A controversial hard fork of Bitcoin may be needed to resolve an impossible choice between freezing the BTC in addresses owned by Satoshi Nakamoto and the early miners, or seeing them stolen and dumped in a potential quantum attack.
That’s according to Bitcoin Core developer and Blockstream co-founder Matt Corallo, who said recently the outcome of such a fork is pre-ordained.
The Sophie’s Choice style dilemma is caused by the fact that around 1.72 million coins in these early pay-to-public-key (P2PK) mining addresses are quantum vulnerable and have been dormant for 15 years or more. Chainalysis estimates that a further 1.1 million-2.1 million Bitcoin has been permanently lost. A large percentage of that is in addresses with exposed public keys.
The only way to make Bitcoin post-quantum secure is for the owners of the private keys to move it to secure addresses themselves. So even after BIP-360 is activated and after a post-quantum signature scheme is eventually added, between 13% and 18% of the total Bitcoin supply will remain in vulnerable addresses. That would potentially leave a honeypot for quantum attackers worth up to $270 billion.

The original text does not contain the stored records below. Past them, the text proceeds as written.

//! Writing, printing and checking generated sources.

use similar::{ChangeTag, TextDiff};
use std::fs;
use std::io::{self, Write};
use std::path::{Path, PathBuf};
use tracing::{debug, info};

/// One generated compilation unit.
#[derive(Debug, Clone, PartialEq, Eq)]
pub struct GeneratedFile {
    /// Path below the output directory, e.g. `com/acme/OrdersClient.java`.
    pub rel_path: PathBuf,
    /// Formatted Java source.
    pub source: String,
}

/// A generated file compared with what is on disk.
#[derive(Debug)]
struct FileChange<'a> {
    file: &'a GeneratedFile,
    existing: Option<String>,
}

impl<'a> FileChange<'a> {
    fn read(file: &'a GeneratedFile, out_dir: &Path) -> Self {
        Self {
            file,
            existing: fs::read_to_string(out_dir.join(&file.rel_path)).ok(),
        }
    }
}

impl FileChange<'_> {
    fn is_changed(&self) -> bool {
        self.existing.as_deref() != Some(self.file.source.as_str())
    }

    /// Unified diff from the file on disk to the generated source.
    fn diff(&self) -> String {
        let old = self.existing.as_deref().unwrap_or_default();
        let rel = self.file.rel_path.display();
        let diff = TextDiff::from_lines(old, &self.file.source);

        let mut output = String::new();
        if self.existing.is_some() {
            output.push_str(&format!("--- {rel} (current)\n"));
        } else {
            output.push_str(&format!("--- {rel} (missing)\n"));
        }
        output.push_str(&format!("+++ {rel} (generated)\n"));

        for group in diff.grouped_ops(3) {
            let (Some(first), Some(last)) = (group.first(), group.last()) else {
                continue;
            };
            let old_range = first.old_range().start..last.old_range().end;
            let new_range = first.new_range().start..last.new_range().end;
            output.push_str(&format!(
                "@@ -{},{} +{},{} @@\n",
                old_range.start + 1,
                old_range.len(),
                new_range.start + 1,
                new_range.len()
            ));
            for op in &group {
                for change in diff.iter_changes(op) {
                    let sign = match change.tag() {
                        ChangeTag::Delete => '-',
                        ChangeTag::Insert => '+',
                        ChangeTag::Equal => ' ',
                    };
                    output.push(sign);
                    output.push_str(change.value());
                    if change.missing_newline() {
                        output.push('\n');
                    }
                }
            }
        }
        output
    }
}

/// Write every file below `out_dir`, skipping files whose contents match.
/// Returns the number of files written.
pub fn write_all(files: &[GeneratedFile], out_dir: &Path) -> Result<usize, String> {
    let mut written = 0;
    for file in files {
        let change = FileChange::read(file, out_dir);
        let target = out_dir.join(&file.rel_path);
        if !change.is_changed() {
            debug!("{} unchanged, skipping write", target.display());
            continue;
        }
        if let Some(parent) = target.parent() {
            fs::create_dir_all(parent)
                .map_err(|err| format!("Failed to create {}: {err}", parent.display()))?;
        }
        fs::write(&target, &file.source)
            .map_err(|err| format!("Failed to write {}: {err}", target.display()))?;
        debug!("Wrote {}", target.display());
        written += 1;
    }
    info!("Wrote {written} of {} clients to {}", files.len(), out_dir.display());
    Ok(written)
}

/// Print a diff for every file that differs from `out_dir`. Returns the
/// number of differing files.
pub fn check_all(
    files: &[GeneratedFile],
    out_dir: &Path,
    out: &mut dyn Write,
) -> Result<usize, String> {
    let mut changed = 0;
    for file in files {
        let change = FileChange::read(file, out_dir);
        if change.is_changed() {
            out.write_all(change.diff().as_bytes())
                .map_err(|err| format!("Failed to print diff: {err}"))?;
            changed += 1;
        }
    }
    Ok(changed)
}

/// Print every file, each preceded by a `// path` marker line.
pub fn print_all(files: &[GeneratedFile], out: &mut dyn Write) -> io::Result<()> {
    for file in files {
        writeln!(out, "// {}", file.rel_path.display())?;
        out.write_all(file.source.as_bytes())?;
    }
    Ok(())
}

#[cfg(test)]
#[allow(clippy::unwrap_used, clippy::expect_used)]
mod tests {
    use super::*;

    fn file(source: &str) -> GeneratedFile {
        GeneratedFile {
            rel_path: PathBuf::from("com/acme/OrdersClient.java"),
            source: source.to_string(),
        }
    }

    #[test]
    fn test_write_skips_unchanged_files() {
        let dir = tempfile::tempdir().unwrap();
        let files = vec![file("class A {}\n")];
        assert_eq!(write_all(&files, dir.path()).unwrap(), 1);
        assert_eq!(
            fs::read_to_string(dir.path().join("com/acme/OrdersClient.java")).unwrap(),
            "class A {}\n"
        );
        assert_eq!(write_all(&files, dir.path()).unwrap(), 0);
    }

    #[test]
    fn test_check_reports_hunks() {
        let dir = tempfile::tempdir().unwrap();
        write_all(&[file("a\nb\nc\n")], dir.path()).unwrap();

        let mut out = Vec::new();
        let changed = check_all(&[file("a\nB\nc\n")], dir.path(), &mut out).unwrap();
        assert_eq!(changed, 1);
        let diff = String::from_utf8(out).unwrap();
        assert_eq!(
            diff,
            "--- com/acme/OrdersClient.java (current)\n\
             +++ com/acme/OrdersClient.java (generated)\n\
             @@ -1,3 +1,3 @@\n a\n-b\n+B\n c\n"
        );

        let mut out = Vec::new();
        assert_eq!(check_all(&[file("a\nb\nc\n")], dir.path(), &mut out).unwrap(), 0);
        assert!(out.is_empty());
    }

    #[test]
    fn test_check_reports_missing_files() {
        let dir = tempfile::tempdir().unwrap();
        let mut out = Vec::new();
        assert_eq!(check_all(&[file("x\n")], dir.path(), &mut out).unwrap(), 1);
        let diff = String::from_utf8(out).unwrap();
        assert!(diff.starts_with("--- com/acme/OrdersClient.java (missing)\n"));
        assert!(diff.ends_with("+x\n"));
    }

    #[test]
    fn test_print_marks_each_file() {
        let mut out = Vec::new();
        print_all(&[file("class A {}\n")], &mut out).unwrap();
        assert_eq!(
            String::from_utf8(out).unwrap(),
            "// com/acme/OrdersClient.java\nclass A {}\n"
        );
    }
}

The theft and sale of even a fraction of that amount would destroy the price and strike a heavy blow to Bitcoin’s reputation as immutable hard money. For those who bought Bitcoin based on its hard cap supply and low inflation, 4 million coins is the equivalent of adding the past decade’s worth of Bitcoin mining block rewards to the circulating supply.
Some Bitcoiners argue it’ll never happen. Others say that when quantum computers are invented, it will be too expensive and take too long to crack all the affected addresses. But does the community want to take that risk?

Burn the lost Bitcoin to prevent quantum theft
The obvious solution is to make these coins non-transferable, so they can’t be stolen. Jameson Lopp co-authored QBIP, which would prevent coins from being sent to quantum-vulnerable addresses after a deadline of three years after BIP-360’s activation. Five years after that, funds in those addresses would no longer be able to be spent.
“If we don’t do anything, we’re kind of killing the hard-money, fixed-supply ethos of Bitcoin because we’re unlocking 20%-30% supply for hackers. That is going to kill trust,” says Charles Edwards, founder of Capriole.
However, zeroing out the value of millions of dormant coins, including those mined by Bitcoin’s creator, is vehemently opposed by a sizable contingent of Bitcoiners, who believe it undermines the immutable private property rights that Bitcoin offers.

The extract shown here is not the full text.